Nx_text
Fast tokenization and text processing for machine learning in OCaml.
Overview
Nx_text provides:
- Simple tokenization (word, character, regex-based)
- Vocabulary management with special tokens
- Batch encoding to tensors for ML models
- Unicode-aware text processing
Quick Start
Basic Tokenization
Tokenize text into words (default):
let tokens = Nx_text.tokenize "Hello world!" in
(* ["Hello"; "world!"] *)
Character-level tokenization:
let chars = Nx_text.tokenize ~method_:`Chars "Hi!" in
(* ["H"; "i"; "!"] *)
Encoding Text for ML
Encode text to indices automatically:
let indices = Nx_text.encode "hello world hello" in
(* [0; 1; 0] *)
Batch encoding for multiple texts:
let texts = ["hi there"; "hello world"; "good morning"] in
let tensor = Nx_text.encode_batch ~max_len:5 ~pad:true texts in
(* Returns int32 tensor of shape [3; 5] with padding *)
Vocabulary Management
Building Vocabularies
Create vocabulary from texts:
let texts = ["hello world"; "hello there"; "world peace"] in
let vocab = Nx_text.vocab texts in
Printf.printf "Vocab size: %d\n" (Nx_text.vocab_size vocab)
Control vocabulary size and frequency:
let vocab = Nx_text.vocab
~max_size:1000 (* Keep top 1000 tokens *)

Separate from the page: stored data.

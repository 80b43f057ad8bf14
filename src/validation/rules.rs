//! Validation rules for configurations.

use crate::core::{Configuration, StateId};
use crate::validation::violations::ConfigViolation;
use std::collections::{HashSet, VecDeque};
use stillwater::validation::Validation;
use stillwater::NonEmptyVec;

/// Type alias for validation check functions
pub type ConfigCheck =
    Box<dyn Fn(&Configuration) -> Validation<(), NonEmptyVec<ConfigViolation>> + Send + Sync>;

/// Set of checks run against a [`Configuration`].
///
/// Every enabled check runs, and all violations are reported together.
///
/// # Example
///
/// ```rust
/// use rewind::core::{Configuration, StateDefinition};
/// use rewind::validation::ConfigRules;
///
/// let config = Configuration::new("start")
///     .with_state("start", StateDefinition::new().with_transition("go", "end"))
///     .with_state("end", StateDefinition::new())
///     .with_state("orphan", StateDefinition::new());
///
/// assert!(ConfigRules::strict().enforce(&config).is_success());
/// assert!(ConfigRules::strict().forbid_unreachable().enforce(&config).is_failure());
/// ```
#[derive(Default)]
pub struct ConfigRules {
    initial_defined: bool,
    known_targets: bool,
    non_empty: bool,
    reachable: bool,
    custom_checks: Vec<ConfigCheck>,
}

impl ConfigRules {
    /// Rules with no checks enabled.
    pub fn new() -> Self {
        Self::default()
    }

    /// Initial state defined, every transition target defined, and at
    /// least one state present.
    pub fn strict() -> Self {
        Self::new()
            .require_initial_defined()
            .require_known_targets()
            .require_states()
    }

    /// The initial state must be a defined state
    pub fn require_initial_defined(mut self) -> Self {
        self.initial_defined = true;
        self
    }

    /// Every transition must target a defined state
    pub fn require_known_targets(mut self) -> Self {
        self.known_targets = true;
        self
    }

    /// At least one state must be defined
    pub fn require_states(mut self) -> Self {
        self.non_empty = true;
        self
    }

    /// Every defined state must be reachable from the initial state
    pub fn forbid_unreachable(mut self) -> Self {
        self.reachable = true;
        self
    }

    /// Add a custom validation check
    pub fn require<F>(mut self, check: F) -> Self
    where
        F: Fn(&Configuration) -> Validation<(), NonEmptyVec<ConfigViolation>>
            + Send
            + Sync
            + 'static,
    {
        self.custom_checks.push(Box::new(check));
        self
    }

    /// Add a simple predicate check with error message
    pub fn require_pred<F>(mut self, predicate: F, error_msg: String) -> Self
    where
        F: Fn(&Configuration) -> bool + Send + Sync + 'static,
    {
        let check = move |config: &Configuration| {
            if predicate(config) {
                Validation::success(())
            } else {
                Validation::fail(ConfigViolation::CustomCheckFailed {
                    message: error_msg.clone(),
                })
            }
        };
        self.custom_checks.push(Box::new(check));
        self
    }

    /// Enforce all rules, accumulating ALL violations.
    /// Returns Validation::Success(()) if all checks pass.
    /// Returns Validation::Failure with ALL violations if any fail.
    pub fn enforce(&self, config: &Configuration) -> Validation<(), NonEmptyVec<ConfigViolation>> {
        let mut checks: Vec<Validation<(), NonEmptyVec<ConfigViolation>>> = Vec::new();

        if self.non_empty && config.states.is_empty() {
            checks.push(Validation::fail(ConfigViolation::NoStates));
        }

        if self.initial_defined && !config.contains_state(config.initial.as_str()) {
            checks.push(Validation::fail(ConfigViolation::UnknownInitialState {
                initial: config.initial.clone(),
            }));
        }

        if self.known_targets {
            for (state, definition) in &config.states {
                for (event, target) in &definition.transitions {
                    if !config.contains_state(target.as_str()) {
                        checks.push(Validation::fail(ConfigViolation::UnknownTarget {
                            state: state.clone(),
                            event: event.clone(),
                            target: target.clone(),
                        }));
                    }
                }
            }
        }

        if self.reachable {
            let reached = reachable_from(config, &config.initial);
            for state in config.states.keys() {
                if !reached.contains(state) {
                    checks.push(Validation::fail(ConfigViolation::UnreachableState {
                        state: state.clone(),
                    }));
                }
            }
        }

        for check_fn in &self.custom_checks {
            checks.push(check_fn(config));
        }

        Validation::all_vec(checks).map(|_| ())
    }
}

/// Breadth-first walk of the transition tables starting at `start`.
fn reachable_from<'a>(config: &'a Configuration, start: &'a StateId) -> HashSet<&'a StateId> {
    let mut seen = HashSet::from([start]);
    let mut queue = VecDeque::from([start]);

    while let Some(state) = queue.pop_front() {
        let Some(definition) = config.state(state.as_str()) else {
            continue;
        };
        for target in definition.transitions.values() {
            if seen.insert(target) {
                queue.push_back(target);
            }
        }
    }

    seen
}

~min_freq:2 (* Tokens must appear at least twice *)
texts
Special Tokens
Every vocabulary includes special tokens:
-
<pad>
: Padding token (index 0) -
<unk>
: Unknown token (index 1) -
<bos>
: Beginning of sequence (index 2) -
<eos>
: End of sequence (index 3)
Saving and Loading
(* Save vocabulary *)
Nx_text.vocab_save vocab "vocab.txt"
(* Load vocabulary *)
let vocab = Nx_text.vocab_load "vocab.txt"
Text Preprocessing
Normalization
Clean and normalize text:
let text = " Hello WORLD! " in
let normalized = Nx_text.normalize
~lowercase:true
~collapse_whitespace:true
text in
(* "hello world!" *)
Remove accents:
let normalized = Nx_text.normalize
~strip_accents:true
"café naïve" in
(* "cafe naive" *)
Advanced Tokenization
Custom Tokenizers
Use regex-based tokenization:
open Nx_text.Tokenizer
let tokenizer = regex "\\w+|[^\\w\\s]+" in
let tokens = run tokenizer "Hello, world!" in
(* ["Hello"; ","; "world"; "!"] *)
Get token offsets for alignment:
let tokens_with_offsets = run_with_offsets tokenizer "Hello world" in
(* [("Hello", 0, 5); ("world", 6, 11)] *)
Tokenizer Pipeline
Add normalization to tokenizer:
let tokenizer =
words
|> with_normalizer (Nx_text.normalize ~lowercase:true) in
let tokens = run tokenizer "Hello WORLD!" in
(* ["hello"; "world!"] *)
Unicode Processing
Character Classification
open Nx_text.Unicode
let is_emoji = not (is_word_char (Uchar.of_char '😀'))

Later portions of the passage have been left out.